At our care facility in Cambridgeshire, we’re waving an emotional goodbye to two of our long-standing members of staff.
After providing an amazing 20 years of combined service, Isaac and Nikki Ajibade are set to retire from their roles, leaving behind the legacy they’ve worked so hard to build at our family-run community.
Isaac, our longest-serving lead nurse, who specialises in long-term degenerative conditions of young people, has helped to completely transform our care offering, alongside his wife Nikki, a specialist nurse in dementia care. They have become an integral part of our culture, and are regarded by all as extended members of the family.
Isaac joined Askham in 2012, and currently manages Askham Place, one of the five independent care units that make up our care facility in Cambridgeshire. When he first joined, we had three units on-site – and have since expanded our offering and expertise to cater for a broader range of care needs.
Nikki, one of our nurses at Askham House, which specialises in dementia, has left just as big an impact on her care recipients, gaining recognition as a driver in providing excellent care. She’s also widely appreciated for her ability to empower her fellow colleagues to reach their full potential.
Speaking of the couple’s remarkable service, Aliyyah, our director, said: “Isaac and Nikki are Askham institutions. They have been with us for many years, and to be honest, I can’t imagine Askham without them. Their legacy will be here for years to come.
“Ever since they first started with us, they have always been part of the life and soul of Askham. I have so many fond memories, particularly of when we would celebrate the diversity at Askham through international days. Isaac would always don his native Nigerian attire, much to the delight of the residents!
“As a lead nurse of Askham Place for almost a decade, he has witnessed the many high and lows of working in social care, but has always remained focused on providing the very best care for his residents.”
She continued: “Nikki is just as dedicated to her dementia residents in Askham House, and her personality shines through in all she does. Just like a proud motherly figure, she runs a tight ship but always makes sure everyone is smiling. Most recently, during the height of the COVID-19 pandemic, she has been what can only be described as a true soldier, motivating her team and ensuring residents were comfortable amidst incredibly trying circumstances.
“On behalf of everyone associated with Askham, we can’t thank both of them enough for all the vulnerable people they have provided excellent care for, and the countless staff they have empowered and supported over their years here.”
The couple, who married in 1979, met at the school of nursing in Nigeria in 1976. They have three adult children, who work in the US, Ghana and Nigeria respectively. Last Christmas, their children and grandchildren visited Askham during a holiday to the UK, much to the enjoyment of residents and staff – a testament to how much they are perceived as extended members of our family.
Set to retire at the end of April, Isaac and Nikki, who have lived and worked in the UK for 19 years, have exciting plans to open a care home in Nigeria that’s founded on the same model as Askham.
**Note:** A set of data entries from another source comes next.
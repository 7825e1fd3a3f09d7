//! widgetsync core - client-side state synchronization and notification
//! delivery for embedded widget instances.
//!
//! Many instances of a widget may run at the same time inside one host
//! session. They share nothing but a TTL-expiring key/value store, and use it
//! to:
//!
//! - skip account-data syncs when the account fingerprint has not changed
//! - hand one instance the job of refreshing while the others back off
//! - show each pending notification at most once per caching window
//!
//! The entry point for hosts is [`WidgetCore`]; the individual components
//! ([`AccountSyncCoordinator`], [`NotificationDelivery`], [`FeatureGate`],
//! [`SettingsResolver`]) can also be driven directly.

pub mod api;
pub mod config;
pub mod context;
pub mod error;
pub mod feature_gate;
pub mod fingerprint;
pub mod notifications;
pub mod settings;
pub mod store;
pub mod sync;
pub mod widget;

#[cfg(test)]
pub(crate) mod testing;

pub use api::{ApiError, ApiRequest, BackendApi, HttpTransport, Method, RequestIdentity, Transport};
pub use config::CoreConfig;
pub use context::{
    Account, CachedSettings, CurrentUser, Host, HostSnapshot, Manager, Notice, WidgetContext,
};
pub use error::CoreError;
pub use feature_gate::{FeatureGate, FeatureStatus};
pub use notifications::{DeliveryReport, NotificationDelivery};
pub use settings::{SettingsRequest, SettingsResolver};
pub use store::{
    Clock, FileStore, KeyValueStore, ManualClock, MemoryStore, StoreError, StoreKeys, SystemClock,
};
pub use sync::{AccountSnapshot, AccountSyncCoordinator, SyncOutcome};
pub use widget::{InitOptions, InitOutcome, SaveData, WidgetCore};
//! blockplan Optimizer - Facility and population allocation for converting blocks
//!
//! This crate provides the allocation pipeline:
//! - Demand/capacity estimation over accessibility catchments
//! - Brick catalog enumeration per block
//! - Construction of one mixed-integer program for all converting blocks
//! - Decoding of the solution into capacity and population deltas
//! - Demolition deltas for converting blocks
//! - Before/after provision scoring, with a greedy reference engine
//!
//! Logging levels:
//! - **INFO**: Calculation start/end, provision results
//! - **DEBUG**: Per-block estimates and program size
//! - **WARN**: Missing brick catalogs, skipped blocks, non-optimal solves

pub mod catalog;
pub mod context;
pub mod decoder;
pub mod demolition;
pub mod estimator;
pub mod model;
pub mod optimizer;
pub mod provision;
pub mod result;

pub use catalog::{BlockCatalog, BrickRow, CalculationWarning};
pub use context::{BlockPlan, CalculationContext, SkippedBlock};
pub use decoder::{decode, BuiltBrick, DecodedAllocation};
pub use demolition::{demolition_row, demolition_table};
pub use estimator::{estimate, population_ceiling, CatchmentCache, EstimationConstants, ServiceBalance};
pub use model::{category_weights, AllocationModel, BlockVariables, ModelBuilder};
pub use optimizer::BlockOptimizer;
pub use provision::{evaluate_provision_impact, GreedyProvision, ProvisionImpact};
pub use result::{BlockReport, CalculationResult};
//! blockplan Core - Domain model for land-use redevelopment planning
//!
//! This crate provides the shared vocabulary of blockplan:
//! - Blocks, service categories and their buildable bricks
//! - Land-use categories and their density indicators
//! - Scenarios (priority weights over service categories)
//! - Update tables (capacity/population deltas per block)
//! - Traits for the external city model, accessibility and provision engines
//! - An in-memory city backed by a travel-cost matrix

pub mod block;
pub mod city;
pub mod error;
pub mod land_use;
pub mod memory;
pub mod provision;
pub mod scenario;
pub mod service;
pub mod status;
pub mod update;

pub use block::{Block, BlockId, ServiceInstance};
pub use city::{AccessibilityProvider, AccessibilityRow, BlockRecord, BlocksTable, CityModel};
pub use error::{BlockPlanError, Result};
pub use land_use::{LandUse, LandUseIndicator};
pub use memory::InMemoryCity;
pub use provision::{BlockProvision, ProvisionColumn, ProvisionEngine, ProvisionTable};
pub use scenario::Scenario;
pub use service::{Brick, ServiceCategory};
pub use status::SolveStatus;
pub use update::{UpdateRow, UpdateTable, POPULATION_COLUMN};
The building for the home, which will cater for 18 residents, has already been built and will provide nursing and dementia care, with future plans to provide neuro care, too.
Speaking of the timing of their move, Isaac, 55, said: “In life, we are in stages. The main thing is to move when you are strong and when you’re able to do the things you want to. We feel we have achieved three-quarters of what we want in life! My children are grown and I’m happy they’re all in good places, so the next thing is to go and enjoy the latter part of our lives where we can do good and rewarding work that brings us joy.
“We will be using Askham as a source of inspiration for our approach, with a key focus being on the real sense of togetherness we feel here. Askham’s owners care for the place, for the staff, for the residents and it’s this we want to emulate ourselves in Nigeria. To care for people, you need to be compassionate. People need help and I’m always very happy when I’m helping people.”
Aliyyah concluded: “They’re so dedicated to our residents, and we know they will apply that same dedication to their endeavours in Nigeria. We’re all excited to see it come to fruition and will be doing all we can to support it from afar and we wish them all the very best.”